Dataset entries
-*-
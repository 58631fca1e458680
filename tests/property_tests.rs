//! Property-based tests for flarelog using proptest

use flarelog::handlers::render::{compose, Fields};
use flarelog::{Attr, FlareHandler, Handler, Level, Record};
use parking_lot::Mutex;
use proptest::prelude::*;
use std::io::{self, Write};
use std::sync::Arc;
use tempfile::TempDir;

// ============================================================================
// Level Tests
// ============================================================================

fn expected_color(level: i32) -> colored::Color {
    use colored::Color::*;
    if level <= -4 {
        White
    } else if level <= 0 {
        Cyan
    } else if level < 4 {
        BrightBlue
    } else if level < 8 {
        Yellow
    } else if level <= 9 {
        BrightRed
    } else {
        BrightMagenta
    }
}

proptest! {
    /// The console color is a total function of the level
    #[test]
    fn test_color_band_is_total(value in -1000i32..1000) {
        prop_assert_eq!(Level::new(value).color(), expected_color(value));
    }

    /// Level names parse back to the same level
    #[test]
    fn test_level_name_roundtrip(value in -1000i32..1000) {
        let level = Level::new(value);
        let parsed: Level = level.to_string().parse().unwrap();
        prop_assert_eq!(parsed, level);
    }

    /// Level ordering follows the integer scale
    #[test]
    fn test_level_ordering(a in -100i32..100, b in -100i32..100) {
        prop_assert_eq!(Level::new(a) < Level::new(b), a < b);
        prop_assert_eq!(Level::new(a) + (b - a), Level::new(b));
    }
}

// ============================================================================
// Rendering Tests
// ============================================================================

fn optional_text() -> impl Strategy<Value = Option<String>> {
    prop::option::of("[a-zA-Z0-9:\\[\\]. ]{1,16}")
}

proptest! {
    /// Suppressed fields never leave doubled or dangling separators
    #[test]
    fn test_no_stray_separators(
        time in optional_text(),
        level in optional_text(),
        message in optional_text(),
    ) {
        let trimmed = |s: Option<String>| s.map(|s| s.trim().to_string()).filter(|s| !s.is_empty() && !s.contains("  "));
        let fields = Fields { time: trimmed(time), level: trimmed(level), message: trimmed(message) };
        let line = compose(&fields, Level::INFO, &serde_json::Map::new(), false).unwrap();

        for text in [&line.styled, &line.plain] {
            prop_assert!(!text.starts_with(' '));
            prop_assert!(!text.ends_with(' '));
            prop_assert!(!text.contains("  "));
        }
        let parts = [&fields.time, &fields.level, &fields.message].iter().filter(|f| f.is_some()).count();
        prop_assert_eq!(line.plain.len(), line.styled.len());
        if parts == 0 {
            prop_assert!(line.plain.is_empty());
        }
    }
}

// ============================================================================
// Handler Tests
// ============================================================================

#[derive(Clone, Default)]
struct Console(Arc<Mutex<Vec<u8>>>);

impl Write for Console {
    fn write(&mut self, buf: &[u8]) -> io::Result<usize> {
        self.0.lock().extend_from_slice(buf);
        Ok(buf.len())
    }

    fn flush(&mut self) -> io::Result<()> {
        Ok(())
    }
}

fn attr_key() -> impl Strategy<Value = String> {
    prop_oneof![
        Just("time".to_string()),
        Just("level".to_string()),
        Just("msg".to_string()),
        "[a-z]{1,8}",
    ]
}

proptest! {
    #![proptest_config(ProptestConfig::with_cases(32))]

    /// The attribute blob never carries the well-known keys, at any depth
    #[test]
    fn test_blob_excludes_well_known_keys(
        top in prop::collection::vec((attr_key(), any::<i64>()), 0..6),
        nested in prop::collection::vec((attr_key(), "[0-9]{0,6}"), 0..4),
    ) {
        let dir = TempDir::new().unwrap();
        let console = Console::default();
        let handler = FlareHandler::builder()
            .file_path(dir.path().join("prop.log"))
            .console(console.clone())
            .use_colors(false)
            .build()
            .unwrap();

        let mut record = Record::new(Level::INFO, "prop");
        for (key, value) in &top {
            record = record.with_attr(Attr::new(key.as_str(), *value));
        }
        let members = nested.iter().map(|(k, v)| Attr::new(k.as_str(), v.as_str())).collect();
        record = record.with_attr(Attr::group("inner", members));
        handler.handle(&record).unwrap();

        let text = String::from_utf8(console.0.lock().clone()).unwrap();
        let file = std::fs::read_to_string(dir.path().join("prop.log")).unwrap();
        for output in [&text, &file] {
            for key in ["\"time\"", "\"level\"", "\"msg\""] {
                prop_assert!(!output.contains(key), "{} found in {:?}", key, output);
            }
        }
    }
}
-*-
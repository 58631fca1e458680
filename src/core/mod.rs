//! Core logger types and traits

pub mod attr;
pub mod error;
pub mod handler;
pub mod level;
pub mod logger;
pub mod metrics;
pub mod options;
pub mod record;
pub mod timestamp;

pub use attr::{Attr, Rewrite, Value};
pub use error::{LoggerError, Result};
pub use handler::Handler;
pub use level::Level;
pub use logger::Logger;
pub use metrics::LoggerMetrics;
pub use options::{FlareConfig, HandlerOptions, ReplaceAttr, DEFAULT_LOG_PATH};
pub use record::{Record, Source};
-*-
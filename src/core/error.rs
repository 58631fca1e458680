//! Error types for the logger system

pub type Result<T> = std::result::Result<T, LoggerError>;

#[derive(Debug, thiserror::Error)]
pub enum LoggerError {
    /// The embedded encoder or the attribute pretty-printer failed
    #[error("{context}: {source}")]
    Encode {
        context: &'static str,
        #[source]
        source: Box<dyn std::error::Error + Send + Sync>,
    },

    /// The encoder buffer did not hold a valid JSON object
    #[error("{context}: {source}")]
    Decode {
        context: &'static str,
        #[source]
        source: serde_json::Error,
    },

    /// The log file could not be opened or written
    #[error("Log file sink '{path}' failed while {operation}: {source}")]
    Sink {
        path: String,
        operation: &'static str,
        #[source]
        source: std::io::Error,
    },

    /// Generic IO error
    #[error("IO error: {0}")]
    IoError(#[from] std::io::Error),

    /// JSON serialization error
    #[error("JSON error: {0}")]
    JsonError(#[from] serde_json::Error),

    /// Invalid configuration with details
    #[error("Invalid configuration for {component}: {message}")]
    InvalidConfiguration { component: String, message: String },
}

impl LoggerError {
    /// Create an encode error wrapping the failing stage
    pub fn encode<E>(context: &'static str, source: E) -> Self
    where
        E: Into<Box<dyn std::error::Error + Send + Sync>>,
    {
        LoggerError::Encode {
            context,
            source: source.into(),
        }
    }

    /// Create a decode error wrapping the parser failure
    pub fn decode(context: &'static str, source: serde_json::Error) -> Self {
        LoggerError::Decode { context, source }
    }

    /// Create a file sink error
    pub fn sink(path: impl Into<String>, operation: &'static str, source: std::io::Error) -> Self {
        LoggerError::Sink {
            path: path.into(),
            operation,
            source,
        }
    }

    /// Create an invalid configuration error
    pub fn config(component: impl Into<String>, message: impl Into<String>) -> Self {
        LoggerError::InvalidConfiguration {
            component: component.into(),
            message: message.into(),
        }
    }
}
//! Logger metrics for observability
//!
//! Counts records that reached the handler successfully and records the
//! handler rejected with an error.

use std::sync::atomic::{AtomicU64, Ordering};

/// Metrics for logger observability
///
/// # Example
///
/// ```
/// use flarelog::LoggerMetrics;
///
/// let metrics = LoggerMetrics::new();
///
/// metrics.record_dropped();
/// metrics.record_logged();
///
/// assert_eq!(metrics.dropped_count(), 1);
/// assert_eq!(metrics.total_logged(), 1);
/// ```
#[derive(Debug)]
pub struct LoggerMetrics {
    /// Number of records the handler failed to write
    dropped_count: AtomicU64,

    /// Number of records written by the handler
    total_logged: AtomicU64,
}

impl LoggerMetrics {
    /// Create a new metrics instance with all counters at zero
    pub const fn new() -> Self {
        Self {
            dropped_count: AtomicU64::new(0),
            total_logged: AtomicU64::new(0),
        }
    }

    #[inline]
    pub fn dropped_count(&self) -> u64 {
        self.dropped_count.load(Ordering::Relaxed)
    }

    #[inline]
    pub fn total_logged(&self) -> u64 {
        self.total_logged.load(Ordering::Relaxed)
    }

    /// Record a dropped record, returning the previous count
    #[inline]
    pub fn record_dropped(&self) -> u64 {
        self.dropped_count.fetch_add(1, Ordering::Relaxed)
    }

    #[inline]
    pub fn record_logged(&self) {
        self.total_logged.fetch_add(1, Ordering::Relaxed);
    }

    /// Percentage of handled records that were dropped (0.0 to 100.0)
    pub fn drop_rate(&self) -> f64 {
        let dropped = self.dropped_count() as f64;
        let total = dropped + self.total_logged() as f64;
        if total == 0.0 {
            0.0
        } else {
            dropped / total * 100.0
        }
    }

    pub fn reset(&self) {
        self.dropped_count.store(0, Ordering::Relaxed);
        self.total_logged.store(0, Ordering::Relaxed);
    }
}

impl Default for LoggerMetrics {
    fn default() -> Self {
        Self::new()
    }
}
-*-
◆ EXERCISE AIM
Select and copy every line from the records that includes the word "compose".

◆ RESPONSE AREA
use flarelog::handlers::render::{compose, Fields};
        let line = compose(&fields, Level::INFO, &serde_json::Map::new(), false).unwrap();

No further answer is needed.